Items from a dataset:
----

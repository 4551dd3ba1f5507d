//! Domain ports and supporting types for the hexagonal boundary.

mod user_repository;

#[cfg(test)]
pub use user_repository::MockUserRepository;
pub use user_repository::{UserPersistenceError, UserRepository};
//! SQLite connection setup for the persistence layer.
//!
//! A [`StorageLocation`] names where rows live; [`open_connection`] turns it
//! into a live Diesel connection with the `users` table in place.
//!
//! # Design
//!
//! - One connection per store, owned by whoever opened it
//! - In-memory stores are private to their connection
//! - Schema creation is idempotent and runs on every open

use std::path::{Path, PathBuf};

use diesel::prelude::*;
use diesel::sqlite::SqliteConnection;
use tracing::info;

use super::schema::CREATE_USERS_TABLE;

/// SQLite's special filename for a private in-memory database.
pub const IN_MEMORY: &str = ":memory:";

/// Errors that can occur while opening a store.
#[derive(Debug, Clone, PartialEq, Eq, thiserror::Error)]
pub enum DatabaseOpenError {
    /// The storage path cannot be passed to SQLite.
    #[error("storage path is not valid UTF-8: {path}")]
    InvalidPath { path: String },

    /// SQLite refused to open the store.
    #[error("failed to open database: {message}")]
    Establish { message: String },

    /// The `users` table could not be created.
    #[error("failed to create schema: {message}")]
    Schema { message: String },
}

impl DatabaseOpenError {
    /// Create an establish error with the given message.
    pub fn establish(message: impl Into<String>) -> Self {
        Self::Establish {
            message: message.into(),
        }
    }

    /// Create a schema error with the given message.
    pub fn schema(message: impl Into<String>) -> Self {
        Self::Schema {
            message: message.into(),
        }
    }
}

/// Where a store keeps its rows.
///
/// # Example
///
/// ```
/// use user_service::outbound::persistence::StorageLocation;
///
/// assert_eq!(StorageLocation::parse(":memory:"), StorageLocation::InMemory);
/// assert_eq!(
///     StorageLocation::parse("/var/lib/users.db"),
///     StorageLocation::File("/var/lib/users.db".into()),
/// );
/// ```
#[derive(Debug, Clone, PartialEq, Eq, Default)]
pub enum StorageLocation {
    /// Private in-memory database, discarded with its connection.
    #[default]
    InMemory,
    /// File-backed database, shared by every connection opened on the path.
    File(PathBuf),
}

impl StorageLocation {
    /// Interpret a path, treating `:memory:` as the in-memory store.
    pub fn parse(raw: impl AsRef<Path>) -> Self {
        let path = raw.as_ref();
        if path.as_os_str() == IN_MEMORY {
            Self::InMemory
        } else {
            Self::File(path.to_path_buf())
        }
    }

    /// Whether rows vanish when the connection closes.
    pub fn is_in_memory(&self) -> bool {
        matches!(self, Self::InMemory)
    }

    /// Connection string handed to SQLite.
    ///
    /// # Errors
    ///
    /// Returns [`DatabaseOpenError::InvalidPath`] for non-UTF-8 paths.
    pub fn database_url(&self) -> Result<&str, DatabaseOpenError> {
        match self {
            Self::InMemory => Ok(IN_MEMORY),
            Self::File(path) => path.to_str().ok_or_else(|| DatabaseOpenError::InvalidPath {
                path: path.display().to_string(),
            }),
        }
    }
}

/// Open a connection and make sure the `users` table exists.
///
/// # Errors
///
/// Returns [`DatabaseOpenError::Establish`] if SQLite cannot open the store
/// and [`DatabaseOpenError::Schema`] if the table cannot be created.
pub fn open_connection(location: &StorageLocation) -> Result<SqliteConnection, DatabaseOpenError> {
    let url = location.database_url()?;
    let mut conn = SqliteConnection::establish(url)
        .map_err(|err| DatabaseOpenError::establish(err.to_string()))?;

    diesel::sql_query(CREATE_USERS_TABLE)
        .execute(&mut conn)
        .map_err(|err| DatabaseOpenError::schema(err.to_string()))?;

    info!(database = url, "user store opened");
    Ok(conn)
}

----

Instructions to follow: Above are the entries. Quote exactly the lines from the one bearing "#[derive(Debug, Clone, PartialEq, Eq, thiserror::Error)]" through the one bearing "with its connection.".

Result for this task:
#[derive(Debug, Clone, PartialEq, Eq, thiserror::Error)]
pub enum DatabaseOpenError {
    /// The storage path cannot be passed to SQLite.
    #[error("storage path is not valid UTF-8: {path}")]
    InvalidPath { path: String },

    /// SQLite refused to open the store.
    #[error("failed to open database: {message}")]
    Establish { message: String },

    /// The `users` table could not be created.
    #[error("failed to create schema: {message}")]
    Schema { message: String },
}

impl DatabaseOpenError {
    /// Create an establish error with the given message.
    pub fn establish(message: impl Into<String>) -> Self {
        Self::Establish {
            message: message.into(),
        }
    }

    /// Create a schema error with the given message.
    pub fn schema(message: impl Into<String>) -> Self {
        Self::Schema {
            message: message.into(),
        }
    }
}

/// Where a store keeps its rows.
///
/// # Example
///
/// ```
/// use user_service::outbound::persistence::StorageLocation;
///
/// assert_eq!(StorageLocation::parse(":memory:"), StorageLocation::InMemory);
/// assert_eq!(
///     StorageLocation::parse("/var/lib/users.db"),
///     StorageLocation::File("/var/lib/users.db".into()),
/// );
/// ```
#[derive(Debug, Clone, PartialEq, Eq, Default)]
pub enum StorageLocation {
    /// Private in-memory database, discarded with its connection.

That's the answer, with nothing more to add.